As many of you are aware, due to the complications during this most recent pregnancy, Denae’s uterus was removed shortly after our son Joseph Anthony was delivered. The reality of this loss of fertility has not fully set in just yet. For many years we have been blessed with abundant fertility. After our first child was born, we had a brief period of infertility, thus there is a gap of 2.5 years between our first two children, but each successive child has been within 2 years of each other and the two most recent ones are the closest with just under 20 months separating their births.

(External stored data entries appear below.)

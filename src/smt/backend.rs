use std::fmt::Display;
use std::fmt::Formatter;

use serde::Serialize;

use super::Model;
use super::Problem;

/// A satisfiability capability which decides a [`Problem`].
pub trait Backend {
    /// Decide whether every assertion of `problem` can be satisfied at once.
    fn check(&mut self, problem: &Problem) -> Verdict;
}

impl<B: Backend + ?Sized> Backend for Box<B> {
    fn check(&mut self, problem: &Problem) -> Verdict {
        (**self).check(problem)
    }
}

/// The answer of a [`Backend`].
#[derive(Clone, Debug)]
pub enum Verdict {
    Satisfiable(Model),
    Unsatisfiable,
    /// The backend gave up; the reason is informational only.
    Unknown(String),
}

impl Verdict {
    pub fn outcome(&self) -> Outcome {
        match self {
            Verdict::Satisfiable(_) => Outcome::Satisfiable,
            Verdict::Unsatisfiable => Outcome::Unsatisfiable,
            Verdict::Unknown(_) => Outcome::Unknown,
        }
    }

    pub fn model(&self) -> Option<&Model> {
        match self {
            Verdict::Satisfiable(model) => Some(model),
            Verdict::Unsatisfiable | Verdict::Unknown(_) => None,
        }
    }
}

/// The ternary satisfiability verdict.
///
/// [`Outcome::Unknown`] means the search did not finish and must never be read as "no schedule
/// exists".
#[derive(Clone, Copy, Debug, PartialEq, Eq, Hash, Serialize)]
#[serde(rename_all = "lowercase")]
pub enum Outcome {
    Satisfiable,
    Unsatisfiable,
    Unknown,
}

impl Display for Outcome {
    fn fmt(&self, f: &mut Formatter<'_>) -> std::fmt::Result {
        match self {
            Outcome::Satisfiable => write!(f, "SATISFIABLE"),
            Outcome::Unsatisfiable => write!(f, "UNSATISFIABLE"),
            Outcome::Unknown => write!(f, "UNKNOWN"),
        }
    }
}
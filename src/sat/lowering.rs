use log::debug;

use super::Cnf;
use super::Literal;
use crate::basic_types::HashMap;
use crate::encodings::create_encoder;
use crate::encodings::LinearEncoding;
use crate::encodings::UnitSumEncoder;
use crate::smt::Count;
use crate::smt::EnumTerm;
use crate::smt::Formula;
use crate::smt::Model;
use crate::smt::Problem;
use crate::timetabler_assert_moderate;

/// Up to this many values, an enumerated variable's at-most-one constraint is encoded with
/// pairwise exclusions; above it a sequential ladder is used.
const PAIRWISE_AMO_LIMIT: usize = 6;

/// A [`Problem`] translated to CNF, together with the literals needed to read a [`Model`] back.
#[derive(Debug)]
pub struct LoweredProblem {
    cnf: Cnf,
    bools: Vec<Literal>,
    /// One selector literal per value, for every enumerated variable.
    selectors: Vec<Vec<Literal>>,
}

impl LoweredProblem {
    /// Translate `problem` to CNF.
    ///
    /// Boolean variables map to literals, every enumerated variable gets a one-hot vector of
    /// selectors, connectives are introduced through Tseitin definitions and counts through a
    /// unary sum built with `encoding`.
    pub fn new(problem: &Problem, encoding: LinearEncoding) -> LoweredProblem {
        let mut lowering = Lowering {
            cnf: Cnf::default(),
            bools: Vec::with_capacity(problem.num_bool_vars()),
            selectors: Vec::with_capacity(problem.enum_vars().len()),
            equalities: HashMap::default(),
            encoder: create_encoder(encoding),
        };

        for _ in 0..problem.num_bool_vars() {
            let literal = lowering.cnf.new_literal();
            lowering.bools.push(literal);
        }

        for (_, sort) in problem.enum_vars() {
            let cardinality = problem.sort(sort).cardinality();
            let selectors = (0..cardinality)
                .map(|_| lowering.cnf.new_literal())
                .collect::<Vec<_>>();
            lowering.exactly_one(&selectors);
            lowering.selectors.push(selectors);
        }

        for assertion in problem.assertions() {
            lowering.assert(assertion);
        }

        debug!(
            "lowered {} assertions to {} variables and {} clauses",
            problem.assertions().len(),
            lowering.cnf.num_vars(),
            lowering.cnf.clauses().len()
        );

        LoweredProblem {
            cnf: lowering.cnf,
            bools: lowering.bools,
            selectors: lowering.selectors,
        }
    }

    pub fn cnf(&self) -> &Cnf {
        &self.cnf
    }

    /// Read a [`Model`] from a satisfying assignment, given as DIMACS literals. Variables which
    /// do not occur in `assignment` are taken to be false.
    pub fn model(&self, assignment: &[i32]) -> Model {
        let mut values = vec![false; self.cnf.num_vars() as usize + 1];
        for &literal in assignment {
            if let Some(value) = values.get_mut(literal.unsigned_abs() as usize) {
                *value = literal > 0;
            }
        }

        let holds = |literal: Literal| values[literal.var() as usize] == literal.is_positive();

        let bools = self.bools.iter().map(|&literal| holds(literal)).collect();
        let enums = self
            .selectors
            .iter()
            .map(|selectors| {
                selectors
                    .iter()
                    .position(|&selector| holds(selector))
                    .unwrap_or(0)
            })
            .collect();

        Model::new(bools, enums)
    }
}

struct Lowering {
    cnf: Cnf,
    bools: Vec<Literal>,
    selectors: Vec<Vec<Literal>>,
    equalities: HashMap<(EnumTerm, EnumTerm), Literal>,
    encoder: Box<dyn UnitSumEncoder>,
}

impl Lowering {
    fn exactly_one(&mut self, literals: &[Literal]) {
        self.cnf.add_clause(literals.iter().copied());

        if literals.len() <= PAIRWISE_AMO_LIMIT {
            for (index, &first) in literals.iter().enumerate() {
                for &second in &literals[index + 1..] {
                    self.cnf.add_clause([!first, !second]);
                }
            }
            return;
        }

        // `seen` holds iff one of the literals up to and including the current one holds.
        let mut seen = literals[0];
        for &literal in &literals[1..] {
            let next = self.cnf.new_literal();
            self.cnf.add_clause([!seen, next]);
            self.cnf.add_clause([!literal, next]);
            self.cnf.add_clause([!literal, !seen]);
            seen = next;
        }
    }

    /// Add `formula` as a top-level constraint. Conjunctions and disjunctions at the top level
    /// do not need a defining literal.
    fn assert(&mut self, formula: &Formula) {
        match formula {
            Formula::Const(value) => {
                if !*value {
                    self.cnf.add_unit(self.cnf.false_literal());
                }
            }
            Formula::And(formulas) => formulas.iter().for_each(|formula| self.assert(formula)),
            Formula::Or(formulas) => {
                let clause = formulas
                    .iter()
                    .map(|formula| self.literal(formula))
                    .collect::<Vec<_>>();
                self.cnf.add_clause(clause);
            }
            Formula::Implies(premise, conclusion) => {
                let premise = self.literal(premise);
                let conclusion = self.literal(conclusion);
                self.cnf.add_clause([!premise, conclusion]);
            }
            Formula::Count(count) => {
                for literal in self.count_conditions(count) {
                    self.cnf.add_unit(literal);
                }
            }
            other => {
                let literal = self.literal(other);
                self.cnf.add_unit(literal);
            }
        }
    }

    /// A literal which is equivalent to `formula`.
    fn literal(&mut self, formula: &Formula) -> Literal {
        match formula {
            Formula::Const(value) => self.cnf.constant(*value),
            Formula::Var(var) => self.bools[var.index()],
            Formula::Not(inner) => !self.literal(inner),
            Formula::And(formulas) => {
                let literals = formulas
                    .iter()
                    .map(|formula| self.literal(formula))
                    .collect::<Vec<_>>();
                self.conjunction(&literals)
            }
            Formula::Or(formulas) => {
                let negated = formulas
                    .iter()
                    .map(|formula| !self.literal(formula))
                    .collect::<Vec<_>>();
                !self.conjunction(&negated)
            }
            Formula::Xor(lhs, rhs) => {
                let lhs = self.literal(lhs);
                let rhs = self.literal(rhs);
                let result = self.cnf.new_literal();
                self.cnf.add_clause([!result, lhs, rhs]);
                self.cnf.add_clause([!result, !lhs, !rhs]);
                self.cnf.add_clause([result, !lhs, rhs]);
                self.cnf.add_clause([result, lhs, !rhs]);
                result
            }
            Formula::Implies(premise, conclusion) => {
                let premise = self.literal(premise);
                let conclusion = self.literal(conclusion);
                !self.conjunction(&[premise, !conclusion])
            }
            Formula::Eq(lhs, rhs) => self.equality(*lhs, *rhs),
            Formula::Count(count) => {
                let conditions = self.count_conditions(count);
                self.conjunction(&conditions)
            }
        }
    }

    fn conjunction(&mut self, literals: &[Literal]) -> Literal {
        match literals {
            [] => self.cnf.true_literal(),
            [literal] => *literal,
            _ => {
                let result = self.cnf.new_literal();
                for &literal in literals {
                    self.cnf.add_clause([!result, literal]);
                }
                self.cnf
                    .add_clause(literals.iter().map(|&literal| !literal).chain([result]));
                result
            }
        }
    }

    fn equality(&mut self, lhs: EnumTerm, rhs: EnumTerm) -> Literal {
        match (lhs, rhs) {
            (EnumTerm::Const { value: a, .. }, EnumTerm::Const { value: b, .. }) => {
                self.cnf.constant(a == b)
            }
            (EnumTerm::Var { var, .. }, EnumTerm::Const { value, .. })
            | (EnumTerm::Const { value, .. }, EnumTerm::Var { var, .. }) => {
                match self.selectors[var.index()].get(value) {
                    Some(&selector) => selector,
                    None => self.cnf.false_literal(),
                }
            }
            (EnumTerm::Var { var: a, .. }, EnumTerm::Var { var: b, .. }) => {
                if a == b {
                    return self.cnf.true_literal();
                }

                let key = if a < b { (lhs, rhs) } else { (rhs, lhs) };
                if let Some(&literal) = self.equalities.get(&key) {
                    return literal;
                }

                let result = self.cnf.new_literal();
                let lhs = self.selectors[a.index()].clone();
                let rhs = self.selectors[b.index()].clone();
                timetabler_assert_moderate!(lhs.len() == rhs.len());

                for (&a, &b) in lhs.iter().zip(&rhs) {
                    self.cnf.add_clause([!result, !a, b]);
                    self.cnf.add_clause([result, !a, !b]);
                }

                let _ = self.equalities.insert(key, result);
                result
            }
        }
    }

    /// Literals whose conjunction is equivalent to `count`.
    fn count_conditions(&mut self, count: &Count) -> Vec<Literal> {
        let mut inputs = Vec::new();
        for (weight, formula) in &count.terms {
            let literal = self.literal(formula);
            inputs.extend(std::iter::repeat_n(literal, *weight as usize));
        }

        let rhs = count.rhs as usize;
        if rhs > inputs.len() {
            return vec![self.cnf.false_literal()];
        }
        if rhs == 0 && inputs.is_empty() {
            return vec![];
        }

        let cap = inputs.len().min(rhs + 1);
        let outputs = self.encoder.encode(&mut self.cnf, &inputs, cap);
        timetabler_assert_moderate!(outputs.len() == cap);

        let mut conditions = Vec::with_capacity(2);
        if rhs >= 1 {
            conditions.push(outputs[rhs - 1]);
        }
        if rhs < inputs.len() {
            conditions.push(!outputs[rhs]);
        }
        conditions
    }
}

#[cfg(test)]
mod tests {
    use super::*;
    use crate::smt::EnumVar;
    use crate::smt::SortId;

    fn colours(problem: &mut Problem, count: usize) -> SortId {
        problem.declare_sort(
            "Colour",
            (0..count).map(|index| format!("c{index}")).collect(),
        )
    }

    #[test]
    fn enumerated_variables_are_one_hot() {
        let mut problem = Problem::default();
        let small = colours(&mut problem, 3);
        let _ = problem.new_enum("x", small);

        let lowered = LoweredProblem::new(&problem, LinearEncoding::Totalizer);

        // Unit true literal, one at-least-one clause and three exclusions.
        assert_eq!(lowered.cnf().clauses().len(), 5);
    }

    #[test]
    fn models_are_read_from_assignments() {
        let mut problem = Problem::default();
        let sort = colours(&mut problem, 3);
        let p = problem.new_bool("p");
        let _ = problem.new_enum("x", sort);

        let lowered = LoweredProblem::new(&problem, LinearEncoding::Totalizer);
        // Variable 1 is the constant, 2 is `p`, 3..=5 select the value of `x`.
        let model = lowered.model(&[1, -2, -3, 4, -5]);

        assert!(!model.bool_value(p));
        assert_eq!(model.enum_value(&EnumTerm::Var { sort, var: EnumVar(0) }), 1);
    }
}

We have known many friends who have had trouble achieving pregnancy as well as those who have not been able to have any biological children. My own mother and grandmother were only able to have one child each (my brother came to our family through the beautiful gift of adoption). Up until now we have known only second hand how difficult it is for them to know that they will not be able to bring forth life from their union.

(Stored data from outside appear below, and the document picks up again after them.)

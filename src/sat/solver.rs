use std::time::Instant;

use log::debug;
use log::warn;
use splr::Certificate;

use super::LoweredProblem;
use crate::encodings::LinearEncoding;
use crate::smt::Backend;
use crate::smt::Problem;
use crate::smt::Verdict;

/// Decides problems by lowering them to CNF and running `splr` on the clauses.
#[derive(Clone, Copy, Debug, Default)]
pub struct SplrBackend {
    encoding: LinearEncoding,
}

impl SplrBackend {
    pub fn new(encoding: LinearEncoding) -> SplrBackend {
        SplrBackend { encoding }
    }

    pub fn encoding(&self) -> LinearEncoding {
        self.encoding
    }
}

impl Backend for SplrBackend {
    fn check(&mut self, problem: &Problem) -> Verdict {
        let lowered = LoweredProblem::new(problem, self.encoding);

        if lowered.cnf().is_inconsistent() {
            debug!("the CNF contains an empty clause");
            return Verdict::Unsatisfiable;
        }

        let start = Instant::now();
        let certificate = Certificate::try_from(lowered.cnf().to_dimacs_clauses());
        debug!("splr finished after {:?}", start.elapsed());

        match certificate {
            Ok(Certificate::SAT(assignment)) => Verdict::Satisfiable(lowered.model(&assignment)),
            Ok(Certificate::UNSAT) => Verdict::Unsatisfiable,
            Err(error) => {
                warn!("splr gave up: {error:?}");
                Verdict::Unknown(format!("{error:?}"))
            }
        }
    }
}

I know some of you might be thinking, “You have nine beautiful children, surely you have had enough fertility.” This thought has gone through my mind as well, and I must agree that we have been blessed with more fertility than most these days. As Catholics, my wife and I believe in the teachings of the Church that those called to the vocation of marriage should be open to receiving children from God (and to educating them in the faith), not just for a portion of their marriage, but for as long as God sees fit to bless them with fertility or until they have a grave reason for not being open to new life for a period of time. So now that medical necessity has dictated that our fertility be given up, we see it as the loss of a great gift given to us by our creator.
This great gift of fertility allows us to participate in the awesome miracle of creating life. For me it is very humbling that the creator of all things has permitted us to share in the creation of an immortal soul. It is in the very act of pro-creation that we share very intimately in the life of God. God himself is a community of persons. God the Father, God the Son and God the Holy Spirit. It has been said that the love between the Father and the Son is manifested in the Holy Spirit. In a sense the love between man and woman within the sacrament of marriage manifests itself very powerfully and visibly in the birth of children. In light of this view of marriage, hopefully you can understand that whenever a couple of deprived of sharing in this divine gift, there is a loss experienced, whether they have no children or many children.

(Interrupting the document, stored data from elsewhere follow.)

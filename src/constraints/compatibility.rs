use super::ScheduleAsserts;
use crate::basic_types::SortMismatchError;
use crate::domain::Day;
use crate::domain::LessonTerm;
use crate::domain::Slot;
use crate::smt::Formula;

impl ScheduleAsserts<'_> {
    /// Creates the formula stating that two lessons may take place at the same time in two
    /// different groups. Exactly one of these holds for a compatible pair:
    /// - both are blank;
    /// - both are lectures of the same subject, given by the same tutor in the same room;
    /// - one is blank and the other is not a lecture;
    /// - neither is a lecture and they share neither tutor nor room.
    ///
    /// Two lessons without a tutor do not share a tutor.
    pub fn lessons_compatible(
        &self,
        first: &LessonTerm,
        second: &LessonTerm,
    ) -> Result<Formula, SortMismatchError> {
        let first_lecture = self.is_lecture(first)?;
        let second_lecture = self.is_lecture(second)?;

        let same_subject = self.eq(first.subject(), second.subject())?;
        let same_tutor = self.eq(first.tutor(), second.tutor())?;
        let same_room = self.eq(first.room(), second.room())?;
        let tutor_absent = self.eq(self.sorts.absent_tutor(), first.tutor())?;

        let both_blank = Formula::and([first.is_blank(), second.is_blank()]);

        let shared_lecture = Formula::and([
            first.is_filled(),
            second.is_filled(),
            first_lecture.clone(),
            second_lecture.clone(),
            same_subject,
            same_tutor.clone(),
            same_room.clone(),
        ]);

        let blank_and_practice = Formula::or([
            Formula::and([
                first.is_blank(),
                second.is_filled(),
                Formula::not(second_lecture.clone()),
            ]),
            Formula::and([
                first.is_filled(),
                Formula::not(first_lecture.clone()),
                second.is_blank(),
            ]),
        ]);

        let disjoint_practices = Formula::and([
            first.is_filled(),
            second.is_filled(),
            Formula::not(first_lecture),
            Formula::not(second_lecture),
            Formula::or([Formula::not(same_tutor), tutor_absent]),
            Formula::not(same_room),
        ]);

        Ok(Formula::or([
            both_blank,
            shared_lecture,
            blank_and_practice,
            disjoint_practices,
        ]))
    }

    /// Creates the formula stating that the cells of two groups at the same (day, slot) have the
    /// same shape and that the lessons at corresponding positions are
    /// [compatible](Self::lessons_compatible).
    pub fn cross_group_compatible(
        &self,
        first: usize,
        second: usize,
        day: Day,
        slot: Slot,
    ) -> Result<Formula, SortMismatchError> {
        let a = self.schedule.apply(first, day, slot);
        let b = self.schedule.apply(second, day, slot);

        let singles = Formula::and([
            a.is_single(),
            b.is_single(),
            self.lessons_compatible(a.single(), b.single())?,
        ]);
        let pairs = Formula::and([
            a.is_pair(),
            b.is_pair(),
            self.lessons_compatible(a.numerator(), b.numerator())?,
            self.lessons_compatible(a.denominator(), b.denominator())?,
        ]);

        Ok(Formula::or([singles, pairs]))
    }
}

I am sure that we will enter more deeply into the reality of the loss of fertility about a year from now when Joseph is being weaned and we would normally start talking about whether we are able to be open to new life once again. However, that conversion will not take place, but I am sure we will ponder and lament the loss of one of God’s greatest gifts in our marriage. Please keep Denae and I and indeed our whole family in your prayers, this loss is one that affects all of us.